Per reports, 85 gallons of oil product representing 85% of the sheen were retrieved before weather deteriorated the same day and by the next day, Saturday, the sheen was reported gone. “Tar patties” found along the beach didn't "currently warrant closing the area [per the city, and] teams have started cleaning up." One grebe "with oil on it was recovered" per the Coast Guard which also "said the source of the oil sheen is under investigation". Neighboring cities of Newport Beach, Long Beach and Laguna Beach were monitoring their beaches.

Testing of the oil found that it was consistent with oil that seeps naturally from the sea floor rather than anything that would have leaked from one of the oil rigs or ships in the area.

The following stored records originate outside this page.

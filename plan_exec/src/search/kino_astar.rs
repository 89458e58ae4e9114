//! Risk-aware kinodynamic A* over constant-acceleration motion primitives.

// ------------------------------------------------------------------------------------------------
// IMPORTS
// ------------------------------------------------------------------------------------------------

use std::collections::{BinaryHeap, HashSet};
use std::time::Instant;

use log::{debug, trace};
use nalgebra::Vector3;

use crate::map::RiskSnapshot;
use crate::map::risk_map::Occupancy;
use crate::params::SearchParams;

use super::{SearchError, TimedNode};

// -----------------------------------------------------------------------------------------------
// STRUCTS
// -----------------------------------------------------------------------------------------------

/// The kinodynamic A* planner.
#[derive(Debug, Clone)]
pub struct KinoAstar {
    params: SearchParams,

    /// Dense sampling step along a primitive for risk evaluation, in seconds.
    dt_sample_s: f64,
}

/// An arena node of the search graph.
#[derive(Debug, Clone)]
struct Node {
    position_m: Vector3<f64>,
    velocity_ms: Vector3<f64>,
    time_s: f64,
    depth: usize,
    g: f64,
    parent: Option<usize>,
}

/// A heap entry pointing into the arena.
///
/// Primary key is the total cost `f = g + h`; ties prefer primitives whose
/// planar direction is close to the reference heading from the previous
/// cycle, damping oscillation between near-equal plans.
#[derive(Debug, Clone, Copy)]
struct HeapEntry {
    f: f64,
    heading_penalty: f64,
    id: usize,
}

// -----------------------------------------------------------------------------------------------
// IMPLS
// -----------------------------------------------------------------------------------------------

impl PartialEq for HeapEntry {
    fn eq(&self, other: &Self) -> bool {
        self.f == other.f && self.heading_penalty == other.heading_penalty
    }
}

impl Eq for HeapEntry {}

impl Ord for HeapEntry {
    fn cmp(&self, other: &Self) -> std::cmp::Ordering {
        self.partial_cmp(other).expect("Unexpected NaN search cost")
    }
}

impl PartialOrd for HeapEntry {
    fn partial_cmp(&self, other: &Self) -> Option<std::cmp::Ordering> {
        // Note that we flip the order here so that the heap will be a
        // min-heap, not a max-heap
        match other.f.partial_cmp(&self.f) {
            Some(std::cmp::Ordering::Equal) => {
                other.heading_penalty.partial_cmp(&self.heading_penalty)
            }
            ord => ord,
        }
    }
}

impl KinoAstar {
    pub fn new(params: SearchParams, dt_sample_s: f64) -> Self {
        Self {
            params,
            dt_sample_s,
        }
    }

    /// Search for a feasible node path from `start` towards `goal_m`, both in
    /// the map-centered frame of the given snapshot.
    ///
    /// `t_start_s` offsets the risk-tensor time axis for all primitive
    /// samples. `safety_margin_m` keeps primitives away from the map boundary
    /// so later corridor expansion has room. `ref_heading_rad` biases tie
    /// breaking towards the heading chosen by the previous cycle.
    pub fn search(
        &self,
        start: &TimedNode,
        goal_m: &Vector3<f64>,
        t_start_s: f64,
        goal_radius_m: f64,
        safety_margin_m: f64,
        ref_heading_rad: Option<f64>,
        snapshot: &RiskSnapshot,
    ) -> Result<Vec<TimedNode>, SearchError> {
        let tic = Instant::now();
        let dt = self.params.a_star_search_time_step_s;

        if !snapshot.grid.is_in_range(&start.position_m) {
            return Err(SearchError::StartOutOfMap);
        }

        let acc_samples = self.acceleration_samples();

        let mut arena: Vec<Node> = vec![Node {
            position_m: start.position_m,
            velocity_ms: start.velocity_ms,
            time_s: t_start_s,
            depth: 0,
            g: 0.0,
            parent: None,
        }];
        let mut open: BinaryHeap<HeapEntry> = BinaryHeap::new();
        let mut closed: HashSet<(usize, (i64, i64, i64))> = HashSet::new();

        open.push(HeapEntry {
            f: self.heuristic(&start.position_m, goal_m),
            heading_penalty: 0.0,
            id: 0,
        });

        let mut expansions = 0usize;

        while let Some(entry) = open.pop() {
            let current = arena[entry.id].clone();

            // Goal test on the popped node
            if (current.position_m - goal_m).norm() <= goal_radius_m && current.depth > 0 {
                let path = self.reconstruct(&arena, entry.id);
                debug!(
                    "Search reached goal ball after {} expansions, {} nodes",
                    expansions,
                    path.len()
                );
                if path.len() <= 1 || path.len() >= 10 {
                    return Err(SearchError::DegeneratePath(path.len()));
                }
                return Ok(path);
            }

            let key = match self.closed_key(&current, snapshot) {
                Some(k) => k,
                None => continue,
            };
            if !closed.insert(key) {
                continue;
            }

            expansions += 1;
            if expansions > self.params.max_expansions
                || tic.elapsed().as_secs_f64() > self.params.duration_budget_s
            {
                trace!("Search budget exhausted after {} expansions", expansions);
                return Err(SearchError::Timeout);
            }

            // Expand one primitive per acceleration sample
            for acc in &acc_samples {
                let vel2 = current.velocity_ms + acc * dt;

                // Per-axis velocity bounds
                if vel2.x.abs() > self.params.max_vel_ms
                    || vel2.y.abs() > self.params.max_vel_ms
                    || vel2.z.abs() > self.params.max_vel_z_ms
                {
                    continue;
                }

                let pos2 =
                    current.position_m + current.velocity_ms * dt + 0.5 * acc * dt * dt;

                // The primitive must stay clear of the map boundary
                if !self.in_map_with_margin(snapshot, &pos2, safety_margin_m) {
                    continue;
                }

                // Height band, applied in the world frame
                if self.params.use_height_limit {
                    let z_world = pos2.z + snapshot.center_m.z;
                    if z_world < self.params.height_limit_min_m
                        || z_world > self.params.height_limit_max_m
                    {
                        continue;
                    }
                }

                // Sample the primitive for risk
                let risk_sum = match self.primitive_risk(
                    snapshot,
                    &current.position_m,
                    &current.velocity_ms,
                    acc,
                    current.time_s,
                ) {
                    Some(r) => r,
                    None => continue,
                };

                let g2 = current.g
                    + self.params.time_weight * dt
                    + self.params.effort_weight * acc.norm_squared()
                    + self.params.risk_weight * risk_sum as f64;

                let id = arena.len();
                arena.push(Node {
                    position_m: pos2,
                    velocity_ms: vel2,
                    time_s: current.time_s + dt,
                    depth: current.depth + 1,
                    g: g2,
                    parent: Some(entry.id),
                });

                open.push(HeapEntry {
                    f: g2 + self.heuristic(&pos2, goal_m),
                    heading_penalty: self.heading_penalty(
                        &current.position_m,
                        &pos2,
                        ref_heading_rad,
                    ),
                    id,
                });
            }
        }

        debug!("Search exhausted the open set after {} expansions", expansions);
        Err(SearchError::NoPath)
    }

    /// The discrete acceleration set: each axis stepped over
    /// `[-max_acc, max_acc]` including zero; z restricted to zero in planar
    /// mode.
    fn acceleration_samples(&self) -> Vec<Vector3<f64>> {
        let step = self.params.a_star_acc_sample_step;
        let n = (self.params.max_acc_ms2 / step).floor() as i64;

        let axis: Vec<f64> = (-n..=n).map(|i| i as f64 * step).collect();
        let z_axis: Vec<f64> = if self.params.sample_z_acc {
            axis.clone()
        } else {
            vec![0.0]
        };

        let mut out = Vec::with_capacity(axis.len() * axis.len() * z_axis.len());
        for &ax in &axis {
            for &ay in &axis {
                for &az in &z_axis {
                    out.push(Vector3::new(ax, ay, az));
                }
            }
        }
        out
    }

    /// Sum of sampled single-voxel risks along a primitive, or `None` if the
    /// primitive must be rejected (inflated collision, out of map, or risk
    /// above the hard thresholds).
    fn primitive_risk(
        &self,
        snapshot: &RiskSnapshot,
        pos: &Vector3<f64>,
        vel: &Vector3<f64>,
        acc: &Vector3<f64>,
        t_node_s: f64,
    ) -> Option<f32> {
        let dt_node = self.params.a_star_search_time_step_s;
        let num = (dt_node / self.dt_sample_s).round().max(1.0) as usize;

        let mut sum = 0.0f32;
        for j in 1..=num {
            let t = j as f64 * self.dt_sample_s;
            let p = pos + vel * t + 0.5 * acc * t * t;
            let world = p + snapshot.center_m;
            let t_query = t_node_s + t;

            match snapshot.clear_occupancy(&world, t_query) {
                Occupancy::Free => (),
                // Out-of-range is unknown, the edge is pruned rather than
                // trusted
                Occupancy::Occupied | Occupancy::OutOfRange => return None,
            }

            let risk = snapshot.risk_at_offset(&world, t_query)?;
            if risk > snapshot.single_voxel_threshold() {
                return None;
            }
            sum += risk;
        }

        if sum > self.params.risk_threshold_motion_primitive {
            return None;
        }
        Some(sum)
    }

    /// Admissible time-optimal lower bound to the goal: the slowest axis at
    /// its velocity cap, weighted by the time cost.
    fn heuristic(&self, pos: &Vector3<f64>, goal: &Vector3<f64>) -> f64 {
        let d = goal - pos;
        let t_xy = d.xy().norm() / self.params.max_vel_ms;
        let t_z = d.z.abs() / self.params.max_vel_z_ms;
        self.params.time_weight * t_xy.max(t_z)
    }

    /// Angle between the primitive's planar direction and the reference
    /// heading, zero when no reference is available.
    fn heading_penalty(
        &self,
        from: &Vector3<f64>,
        to: &Vector3<f64>,
        ref_heading_rad: Option<f64>,
    ) -> f64 {
        let ref_heading = match ref_heading_rad {
            Some(h) => h,
            None => return 0.0,
        };
        let d = to - from;
        if d.xy().norm() < 1e-6 {
            return 0.0;
        }
        let heading = d.y.atan2(d.x);
        util::maths::get_ang_dist_2pi(heading, ref_heading).abs()
    }

    /// Closed-set key: voxel index plus quantized velocity.
    fn closed_key(
        &self,
        node: &Node,
        snapshot: &RiskSnapshot,
    ) -> Option<(usize, (i64, i64, i64))> {
        let idx = snapshot.grid.index_of(&node.position_m)?;
        let v_res = self.params.a_star_acc_sample_step * self.params.a_star_search_time_step_s;
        let bin = |v: f64| (v / (0.5 * v_res)).floor() as i64;
        Some((
            idx,
            (
                bin(node.velocity_ms.x),
                bin(node.velocity_ms.y),
                bin(node.velocity_ms.z),
            ),
        ))
    }

    fn in_map_with_margin(
        &self,
        snapshot: &RiskSnapshot,
        pos: &Vector3<f64>,
        margin_m: f64,
    ) -> bool {
        let g = &snapshot.grid;
        pos.x.abs() < g.half_length_m - margin_m
            && pos.y.abs() < g.half_width_m - margin_m
            && pos.z.abs() < g.half_height_m - margin_m
    }

    /// Walk parent ids from the goal node back to the start.
    fn reconstruct(&self, arena: &[Node], goal_id: usize) -> Vec<TimedNode> {
        let mut path = Vec::new();
        let mut id = Some(goal_id);
        while let Some(i) = id {
            let n = &arena[i];
            path.push(TimedNode {
                time_s: n.time_s,
                position_m: n.position_m,
                velocity_ms: n.velocity_ms,
            });
            id = n.parent;
        }
        path.reverse();
        path
    }
}

// -----------------------------------------------------------------------------------------------
// TESTS
// -----------------------------------------------------------------------------------------------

The Coast Guard said that the tests did not conclusively determine the origin of the sheen samples. "We have many samples from all the oil rigs and their products, as well. ... The oil doesn’t seem to be connected with the oil rigs,” said Petty Officer Richard Uranga, a spokesman for the Coast Guard. Three days later and in days after that, the company stock recovered most of its pre-sheen valuation.